Control of human muscle-type carnitine palmitoyltransferase I gene transcription by peroxisome proliferator-activated receptor.

作者信息

Mascaró C, Acosta E, Ortiz J A, Marrero P F, Hegardt F G, Haro D

机构信息

Unit of Biochemistry, School of Pharmacy, University of Barcelona, 08028 Barcelona, Spain.

出版信息

J Biol Chem. 1998 Apr 10;273(15):8560-3. doi: 10.1074/jbc.273.15.8560.

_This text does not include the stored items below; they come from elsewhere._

//! Meshes, supports, result info and data sources.

use super::{count, index, require_kind, size_arg, with};
use crate::codec::Payload;
use crate::collection::label_space::LabelSpace;
use crate::data::field_definition::FieldDefinitionData;
use crate::data::field_info::FieldValueKind;
use crate::data::location::{Dimensionality, Location};
use crate::data_sources::{DataSourceEntry, default_key};
use crate::dpf_error::EngineFailure;
use crate::mesh::property_names::{CONNECTIVITY, COORDINATES, ELEMENT_SHAPE, ELEMENT_TYPE};
use crate::mesh::records::{ElementRecord, ElementShape, TopologyFlags};
use crate::support::cyclic::CyclicStage;
use crate::transport::call::{
    CyclicCall, DataSourcesCall, EntityKind, EntryKind, GenericSupportCall, MeshCall, ObjectId, Primitive, Reply,
    ResultInfoCall, TimeFreqCall, Value,
};
use crate::transport::loopback::EngineCore;
use crate::transport::loopback::store::{
    CollectionData, CyclicData, EngineObject, EngineResult, FieldData, GenericSupportData, MeshData, ScopingData,
    Shared, TimeFreqData, shared,
};
use std::collections::HashSet;

const DERIVED_PROPERTIES: [&str; 4] = [COORDINATES, CONNECTIVITY, ELEMENT_TYPE, ELEMENT_SHAPE];

/// Relative tolerance when looking a frequency up by value.
const FREQUENCY_TOLERANCE: f64 = 1e-6;

fn int_field(location: Location, ids: Vec<i32>, data: Vec<i32>) -> FieldData {
    FieldData::with_values(
        FieldValueKind::Int,
        FieldDefinitionData::new(location, Dimensionality::scalar()),
        ids,
        Payload::Int(data),
    )
}

/// `100 * shape + node count`.
fn element_type(e: &ElementRecord) -> i32 {
    100 * e.shape.code() + e.connectivity.len() as i32
}

/// Property field computed from the mesh records.
fn derived_property(mesh: &MeshData, name: &str) -> Option<FieldData> {
    let node_ids = || -> Vec<i32> { mesh.nodes.iter().map(|n| n.id).collect() };
    let element_ids = || -> Vec<i32> { mesh.elements.iter().map(|e| e.id).collect() };
    match name {
        COORDINATES => Some(FieldData::with_values(
            FieldValueKind::Double,
            FieldDefinitionData::new(Location::Nodal, Dimensionality::vector(3)).with_unit(mesh.unit.clone()),
            node_ids(),
            Payload::Double(mesh.nodes.iter().flat_map(|n| n.coordinates).collect()),
        )),
        CONNECTIVITY => {
            let mut f = int_field(
                Location::Elemental,
                element_ids(),
                mesh.elements.iter().flat_map(|e| e.connectivity.iter().copied()).collect(),
            );
            let mut offsets = Vec::with_capacity(mesh.elements.len());
            let mut offset = 0;
            for e in &mesh.elements {
                offsets.push(offset);
                offset += e.connectivity.len() as i32;
            }
            f.data_pointer = Some(offsets);
            Some(f)
        }
        ELEMENT_TYPE => Some(int_field(
            Location::Elemental,
            element_ids(),
            mesh.elements.iter().map(element_type).collect(),
        )),
        ELEMENT_SHAPE => Some(int_field(
            Location::Elemental,
            element_ids(),
            mesh.elements.iter().map(|e| e.shape.code()).collect(),
        )),
        _ => None,
    }
}

/// `(step id, values)` of a frequencies field. Without ids every value is
/// its own step, numbered from 1.
fn steps(field: &Shared) -> EngineResult<Vec<(i32, Vec<f64>)>> {
    with!(field.clone(), Field, "a frequencies field", |f| {
        let values = f
            .doubles()
            .ok_or_else(|| EngineFailure::type_mismatch("frequencies must be stored as doubles"))?
            .to_vec();
        let ids = f.ids();
        if ids.is_empty() {
            return Ok(values.into_iter().enumerate().map(|(i, v)| (i as i32 + 1, vec![v])).collect());
        }
        let mut out = Vec::with_capacity(ids.len());
        for (i, id) in ids.iter().enumerate() {
            let range = f.entity_range(i, ids.len())?;
            out.push((*id, values[range].to_vec()));
        }
        Ok(out)
    })
}

fn stage(c: &CyclicData, s: i32) -> EngineResult<&CyclicStage> {
    index(s, c.stages.len(), "stage").map(|i| &c.stages[i])
}

/// Ids of base entity `id` in each requested sector: `id + sector * max_base_id`.
fn expand(stage: &CyclicStage, base: &[i32], id: i32, sectors: Option<Vec<i32>>) -> EngineResult<Vec<i32>> {
    if !base.contains(&id) {
        return Err(EngineFailure::not_found(format!("{id} is not a base-sector id")));
    }
    let max = base.iter().copied().max().unwrap_or(0);
    let sectors = sectors
        .or_else(|| stage.sectors_for_expansion.clone())
        .unwrap_or_else(|| (0..stage.num_sectors).collect());
    sectors
        .into_iter()
        .map(|s| {
            if !(0..stage.num_sectors).contains(&s) {
                return Err(EngineFailure::out_of_range(format!(
                    "sector {s} outside 0..{}",
                    stage.num_sectors
                )));
            }
            s.checked_mul(max)
                .and_then(|o| o.checked_add(id))
                .ok_or_else(|| EngineFailure::invalid(format!("expanded id of {id} in sector {s} overflows")))
        })
        .collect()
}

DOI:10.1074/jbc.273.15.8560
PMID:9535828
Abstract

The expression of several genes involved in intra- and extracellular lipid metabolism, notably those involved in peroxisomal and mitochondrial beta-oxidation, is mediated by ligand-activated receptors, collectively referred to as peroxisome proliferator-activated receptors (PPARs). To gain more insight into the control of expression of carnitine palmitoyltransferase (CPT) genes, which are regulated by fatty acids, we have examined the transcriptional regulation of the human MCPT I gene. We have cloned by polymerase chain reaction the 5'-flanking region of this gene and demonstrated its transcriptional activity by transfection experiments with the CAT gene as a reporter. We have also shown that this is a target gene for the action of PPARs, and we have localized a PPAR responsive element upstream of the first exon. These results show that PPAR regulates the entry of fatty acids into the mitochondria, which is a crucial step in their metabolism, especially in tissues like heart, skeletal muscle and brown adipose tissue in which fatty acids are a major source of energy.

摘要

参与细胞内和细胞外脂质代谢的几个基因的表达,特别是那些参与过氧化物酶体和线粒体β-氧化的基因,是由配体激活受体介导的,这些受体统称为过氧化物酶体增殖物激活受体(PPARs)。为了更深入了解受脂肪酸调控的肉碱棕榈酰转移酶(CPT)基因的表达控制,我们研究了人MCPT I基因的转录调控。我们通过聚合酶链反应克隆了该基因的5'侧翼区域,并以CAT基因作为报告基因通过转染实验证明了其转录活性。我们还表明这是PPARs作用的靶基因,并且我们在第一个外显子上游定位了一个PPAR反应元件。这些结果表明PPAR调节脂肪酸进入线粒体,这是它们代谢中的关键步骤,特别是在心脏、骨骼肌和棕色脂肪组织等组织中,脂肪酸是主要能量来源。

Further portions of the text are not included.